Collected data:
§ §

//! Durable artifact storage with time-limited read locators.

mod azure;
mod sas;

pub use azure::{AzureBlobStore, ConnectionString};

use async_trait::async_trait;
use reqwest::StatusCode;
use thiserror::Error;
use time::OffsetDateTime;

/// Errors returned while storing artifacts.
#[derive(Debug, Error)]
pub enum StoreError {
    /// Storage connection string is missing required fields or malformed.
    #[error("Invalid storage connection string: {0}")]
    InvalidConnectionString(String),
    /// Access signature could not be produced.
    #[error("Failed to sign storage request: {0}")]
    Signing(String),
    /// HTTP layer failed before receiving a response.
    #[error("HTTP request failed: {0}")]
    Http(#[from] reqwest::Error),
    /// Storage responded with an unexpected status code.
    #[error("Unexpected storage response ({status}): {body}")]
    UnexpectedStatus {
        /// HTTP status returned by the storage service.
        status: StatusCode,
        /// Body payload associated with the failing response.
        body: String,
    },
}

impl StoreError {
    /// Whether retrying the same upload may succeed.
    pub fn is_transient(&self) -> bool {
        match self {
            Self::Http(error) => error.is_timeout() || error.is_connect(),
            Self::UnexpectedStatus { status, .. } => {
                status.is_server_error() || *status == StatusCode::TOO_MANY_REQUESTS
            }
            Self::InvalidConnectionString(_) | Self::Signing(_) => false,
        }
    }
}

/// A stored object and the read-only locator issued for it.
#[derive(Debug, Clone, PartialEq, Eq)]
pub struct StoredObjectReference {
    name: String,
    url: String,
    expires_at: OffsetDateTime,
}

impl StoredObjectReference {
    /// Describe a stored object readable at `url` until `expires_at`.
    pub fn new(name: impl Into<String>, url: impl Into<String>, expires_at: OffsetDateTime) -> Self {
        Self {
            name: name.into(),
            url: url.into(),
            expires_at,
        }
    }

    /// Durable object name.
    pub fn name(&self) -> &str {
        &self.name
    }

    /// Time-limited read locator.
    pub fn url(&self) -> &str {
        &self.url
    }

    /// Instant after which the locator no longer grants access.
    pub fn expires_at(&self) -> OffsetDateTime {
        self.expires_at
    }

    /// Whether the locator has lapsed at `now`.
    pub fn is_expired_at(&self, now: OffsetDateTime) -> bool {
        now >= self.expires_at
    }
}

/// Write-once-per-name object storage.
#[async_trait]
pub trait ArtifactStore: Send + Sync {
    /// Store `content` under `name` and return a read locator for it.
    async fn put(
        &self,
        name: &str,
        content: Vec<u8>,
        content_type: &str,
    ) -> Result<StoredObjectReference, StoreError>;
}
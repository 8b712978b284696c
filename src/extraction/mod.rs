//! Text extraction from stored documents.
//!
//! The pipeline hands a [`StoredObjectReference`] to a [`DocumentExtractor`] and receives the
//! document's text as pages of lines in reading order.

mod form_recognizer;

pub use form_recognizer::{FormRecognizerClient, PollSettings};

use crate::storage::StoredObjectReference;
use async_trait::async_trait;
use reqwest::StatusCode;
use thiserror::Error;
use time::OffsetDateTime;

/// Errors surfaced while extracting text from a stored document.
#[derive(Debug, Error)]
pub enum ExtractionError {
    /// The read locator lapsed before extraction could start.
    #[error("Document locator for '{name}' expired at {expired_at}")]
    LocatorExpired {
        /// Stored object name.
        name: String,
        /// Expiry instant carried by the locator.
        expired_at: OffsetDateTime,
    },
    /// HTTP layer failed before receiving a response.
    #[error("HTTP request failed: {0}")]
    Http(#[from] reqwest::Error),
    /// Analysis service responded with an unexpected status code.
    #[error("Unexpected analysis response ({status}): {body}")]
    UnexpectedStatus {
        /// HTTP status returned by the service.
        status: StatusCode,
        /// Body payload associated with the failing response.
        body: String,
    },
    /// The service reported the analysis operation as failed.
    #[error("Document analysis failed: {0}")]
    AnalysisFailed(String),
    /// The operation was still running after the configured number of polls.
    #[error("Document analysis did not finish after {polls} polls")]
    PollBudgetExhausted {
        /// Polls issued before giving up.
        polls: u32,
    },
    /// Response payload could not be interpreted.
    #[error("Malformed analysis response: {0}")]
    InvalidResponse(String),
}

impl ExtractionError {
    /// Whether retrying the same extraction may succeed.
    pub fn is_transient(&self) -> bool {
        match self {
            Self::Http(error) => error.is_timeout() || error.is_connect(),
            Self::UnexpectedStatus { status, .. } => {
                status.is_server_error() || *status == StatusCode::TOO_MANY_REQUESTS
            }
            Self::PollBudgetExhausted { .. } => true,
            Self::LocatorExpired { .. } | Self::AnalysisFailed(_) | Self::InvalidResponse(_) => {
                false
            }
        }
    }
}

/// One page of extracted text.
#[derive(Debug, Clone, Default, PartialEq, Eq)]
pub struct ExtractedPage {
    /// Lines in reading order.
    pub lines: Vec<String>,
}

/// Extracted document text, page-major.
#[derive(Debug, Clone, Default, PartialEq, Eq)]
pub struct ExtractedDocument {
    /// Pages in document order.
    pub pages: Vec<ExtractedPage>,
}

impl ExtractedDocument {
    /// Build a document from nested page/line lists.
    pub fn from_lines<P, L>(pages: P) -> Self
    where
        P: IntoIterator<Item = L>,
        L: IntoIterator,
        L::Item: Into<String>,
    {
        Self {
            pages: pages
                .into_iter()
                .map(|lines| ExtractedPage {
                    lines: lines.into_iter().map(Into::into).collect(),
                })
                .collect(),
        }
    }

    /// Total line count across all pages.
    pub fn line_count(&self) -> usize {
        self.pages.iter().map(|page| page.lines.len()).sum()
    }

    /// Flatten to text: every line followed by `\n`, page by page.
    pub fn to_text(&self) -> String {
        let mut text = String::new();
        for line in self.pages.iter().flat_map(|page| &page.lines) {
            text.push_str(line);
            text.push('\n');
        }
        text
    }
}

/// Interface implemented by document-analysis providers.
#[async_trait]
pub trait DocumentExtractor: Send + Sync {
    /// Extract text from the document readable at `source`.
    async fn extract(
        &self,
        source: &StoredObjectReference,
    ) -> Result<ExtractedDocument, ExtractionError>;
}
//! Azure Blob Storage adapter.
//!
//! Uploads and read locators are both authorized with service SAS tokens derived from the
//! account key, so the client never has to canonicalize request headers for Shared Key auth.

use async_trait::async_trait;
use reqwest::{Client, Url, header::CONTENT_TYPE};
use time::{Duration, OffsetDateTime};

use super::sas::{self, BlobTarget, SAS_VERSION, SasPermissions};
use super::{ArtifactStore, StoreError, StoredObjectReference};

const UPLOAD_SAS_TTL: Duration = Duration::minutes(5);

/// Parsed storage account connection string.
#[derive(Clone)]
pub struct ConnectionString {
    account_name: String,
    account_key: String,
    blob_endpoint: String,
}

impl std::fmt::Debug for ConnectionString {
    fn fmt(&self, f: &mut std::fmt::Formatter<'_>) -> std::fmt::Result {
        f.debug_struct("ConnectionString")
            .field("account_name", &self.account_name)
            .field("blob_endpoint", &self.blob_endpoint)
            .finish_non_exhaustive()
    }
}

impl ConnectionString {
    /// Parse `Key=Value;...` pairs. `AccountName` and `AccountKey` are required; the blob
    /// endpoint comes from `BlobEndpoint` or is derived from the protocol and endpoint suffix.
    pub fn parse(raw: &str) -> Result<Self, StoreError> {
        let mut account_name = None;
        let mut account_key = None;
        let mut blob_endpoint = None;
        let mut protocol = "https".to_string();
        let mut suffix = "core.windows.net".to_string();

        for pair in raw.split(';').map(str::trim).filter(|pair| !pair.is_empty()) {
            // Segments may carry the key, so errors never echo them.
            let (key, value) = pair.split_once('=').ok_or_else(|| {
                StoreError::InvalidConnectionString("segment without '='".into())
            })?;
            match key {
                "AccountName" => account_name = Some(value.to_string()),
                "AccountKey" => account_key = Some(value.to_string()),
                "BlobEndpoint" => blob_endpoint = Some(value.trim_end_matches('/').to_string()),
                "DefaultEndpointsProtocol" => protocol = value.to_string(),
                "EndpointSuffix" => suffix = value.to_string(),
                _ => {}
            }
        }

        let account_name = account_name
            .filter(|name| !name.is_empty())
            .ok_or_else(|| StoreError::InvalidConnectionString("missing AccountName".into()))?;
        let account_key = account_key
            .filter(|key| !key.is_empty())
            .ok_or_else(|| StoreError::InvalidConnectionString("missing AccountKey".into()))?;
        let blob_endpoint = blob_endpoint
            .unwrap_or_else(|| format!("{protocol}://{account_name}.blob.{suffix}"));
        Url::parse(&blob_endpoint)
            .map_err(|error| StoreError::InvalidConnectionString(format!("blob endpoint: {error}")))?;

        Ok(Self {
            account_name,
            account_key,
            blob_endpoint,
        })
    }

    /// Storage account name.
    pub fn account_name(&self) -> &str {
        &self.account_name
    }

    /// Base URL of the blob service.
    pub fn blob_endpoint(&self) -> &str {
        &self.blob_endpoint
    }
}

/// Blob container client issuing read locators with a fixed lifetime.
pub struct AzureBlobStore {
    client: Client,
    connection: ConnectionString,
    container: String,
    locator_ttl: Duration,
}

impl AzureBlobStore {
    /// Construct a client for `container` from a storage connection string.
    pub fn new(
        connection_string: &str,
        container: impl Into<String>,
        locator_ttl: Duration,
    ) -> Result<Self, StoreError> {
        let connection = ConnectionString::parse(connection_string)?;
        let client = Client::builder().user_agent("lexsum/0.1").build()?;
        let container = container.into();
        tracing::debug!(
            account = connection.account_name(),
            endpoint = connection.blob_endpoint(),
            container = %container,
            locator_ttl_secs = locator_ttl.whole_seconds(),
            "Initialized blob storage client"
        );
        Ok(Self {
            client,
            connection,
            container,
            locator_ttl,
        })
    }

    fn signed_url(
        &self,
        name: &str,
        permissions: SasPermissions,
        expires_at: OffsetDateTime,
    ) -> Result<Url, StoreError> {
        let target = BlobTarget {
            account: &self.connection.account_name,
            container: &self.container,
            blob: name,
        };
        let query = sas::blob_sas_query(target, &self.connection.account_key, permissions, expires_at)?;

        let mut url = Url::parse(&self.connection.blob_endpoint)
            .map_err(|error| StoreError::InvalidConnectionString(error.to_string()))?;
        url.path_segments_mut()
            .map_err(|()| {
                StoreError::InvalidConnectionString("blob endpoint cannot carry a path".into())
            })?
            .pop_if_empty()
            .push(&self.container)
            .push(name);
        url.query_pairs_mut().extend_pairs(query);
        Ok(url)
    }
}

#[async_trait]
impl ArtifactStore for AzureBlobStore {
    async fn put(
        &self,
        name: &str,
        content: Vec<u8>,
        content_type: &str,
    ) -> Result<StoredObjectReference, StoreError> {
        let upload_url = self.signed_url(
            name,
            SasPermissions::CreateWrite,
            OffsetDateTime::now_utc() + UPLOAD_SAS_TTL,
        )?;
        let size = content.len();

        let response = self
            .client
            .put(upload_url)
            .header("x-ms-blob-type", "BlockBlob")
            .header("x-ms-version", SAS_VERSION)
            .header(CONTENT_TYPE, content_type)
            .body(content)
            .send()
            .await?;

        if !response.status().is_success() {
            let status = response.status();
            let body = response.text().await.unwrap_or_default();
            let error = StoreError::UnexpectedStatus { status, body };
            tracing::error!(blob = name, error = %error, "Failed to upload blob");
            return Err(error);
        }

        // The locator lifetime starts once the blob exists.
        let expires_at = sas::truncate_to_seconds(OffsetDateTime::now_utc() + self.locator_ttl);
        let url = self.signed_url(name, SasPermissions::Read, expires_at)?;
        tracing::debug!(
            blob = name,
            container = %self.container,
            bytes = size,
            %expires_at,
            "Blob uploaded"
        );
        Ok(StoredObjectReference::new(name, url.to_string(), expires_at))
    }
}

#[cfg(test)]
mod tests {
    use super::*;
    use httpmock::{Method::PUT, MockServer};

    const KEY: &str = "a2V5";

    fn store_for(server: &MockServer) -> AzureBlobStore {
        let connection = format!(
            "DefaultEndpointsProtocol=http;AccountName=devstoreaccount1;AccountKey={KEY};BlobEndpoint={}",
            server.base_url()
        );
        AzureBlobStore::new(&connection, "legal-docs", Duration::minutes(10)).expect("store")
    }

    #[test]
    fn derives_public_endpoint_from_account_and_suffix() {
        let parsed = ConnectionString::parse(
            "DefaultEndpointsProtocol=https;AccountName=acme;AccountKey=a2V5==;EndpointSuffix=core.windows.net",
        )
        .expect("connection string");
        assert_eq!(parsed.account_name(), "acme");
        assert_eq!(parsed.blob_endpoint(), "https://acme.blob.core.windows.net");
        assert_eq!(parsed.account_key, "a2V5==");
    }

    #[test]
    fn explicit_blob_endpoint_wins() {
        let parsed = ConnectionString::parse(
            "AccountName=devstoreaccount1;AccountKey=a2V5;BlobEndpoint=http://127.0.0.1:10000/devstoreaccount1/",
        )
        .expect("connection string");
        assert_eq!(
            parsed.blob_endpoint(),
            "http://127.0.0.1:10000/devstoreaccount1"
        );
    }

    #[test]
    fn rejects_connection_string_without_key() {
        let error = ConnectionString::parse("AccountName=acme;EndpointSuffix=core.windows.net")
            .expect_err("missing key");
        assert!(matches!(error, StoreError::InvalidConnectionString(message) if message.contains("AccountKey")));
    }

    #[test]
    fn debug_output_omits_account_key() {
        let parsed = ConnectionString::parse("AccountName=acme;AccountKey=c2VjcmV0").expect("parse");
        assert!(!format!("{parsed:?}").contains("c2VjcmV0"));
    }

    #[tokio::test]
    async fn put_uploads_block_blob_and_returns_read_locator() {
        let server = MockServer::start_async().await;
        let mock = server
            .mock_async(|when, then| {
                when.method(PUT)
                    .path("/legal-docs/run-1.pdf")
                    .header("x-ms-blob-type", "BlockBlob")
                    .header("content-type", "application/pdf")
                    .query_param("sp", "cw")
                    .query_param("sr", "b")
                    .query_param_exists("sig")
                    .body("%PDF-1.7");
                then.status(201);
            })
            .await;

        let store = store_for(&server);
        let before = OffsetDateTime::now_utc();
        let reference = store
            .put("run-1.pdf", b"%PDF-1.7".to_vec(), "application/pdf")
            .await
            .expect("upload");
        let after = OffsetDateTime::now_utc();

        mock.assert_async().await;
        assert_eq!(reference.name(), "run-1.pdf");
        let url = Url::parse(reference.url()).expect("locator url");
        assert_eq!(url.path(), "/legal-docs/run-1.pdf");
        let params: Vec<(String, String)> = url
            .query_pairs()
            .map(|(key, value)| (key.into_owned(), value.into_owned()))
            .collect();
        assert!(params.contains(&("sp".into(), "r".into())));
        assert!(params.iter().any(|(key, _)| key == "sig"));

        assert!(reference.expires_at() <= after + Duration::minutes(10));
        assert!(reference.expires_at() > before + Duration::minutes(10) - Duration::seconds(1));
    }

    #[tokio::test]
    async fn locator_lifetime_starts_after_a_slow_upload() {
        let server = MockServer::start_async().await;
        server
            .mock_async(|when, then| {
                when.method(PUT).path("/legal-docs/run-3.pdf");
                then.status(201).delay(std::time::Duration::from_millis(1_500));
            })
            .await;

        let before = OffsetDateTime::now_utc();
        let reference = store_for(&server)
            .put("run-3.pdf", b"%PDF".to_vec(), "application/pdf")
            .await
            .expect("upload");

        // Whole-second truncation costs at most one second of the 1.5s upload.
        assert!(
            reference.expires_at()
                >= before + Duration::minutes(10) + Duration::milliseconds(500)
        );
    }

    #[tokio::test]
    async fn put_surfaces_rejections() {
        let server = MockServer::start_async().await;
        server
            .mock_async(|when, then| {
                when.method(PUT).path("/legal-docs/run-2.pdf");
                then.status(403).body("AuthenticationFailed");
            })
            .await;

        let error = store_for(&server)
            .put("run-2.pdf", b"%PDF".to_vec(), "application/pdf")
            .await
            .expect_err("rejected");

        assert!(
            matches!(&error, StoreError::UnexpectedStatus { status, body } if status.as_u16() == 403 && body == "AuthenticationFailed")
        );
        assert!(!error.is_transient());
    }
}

§ §

*YOUR ASSIGNMENT:* Find the string "params" in the entries above. Copy each line where it occurs.

*EXPECTED ANSWER:*
        let params: Vec<(String, String)> = url
        assert!(params.contains(&("sp".into(), "r".into())));
        assert!(params.iter().any(|(key, _)| key == "sig"));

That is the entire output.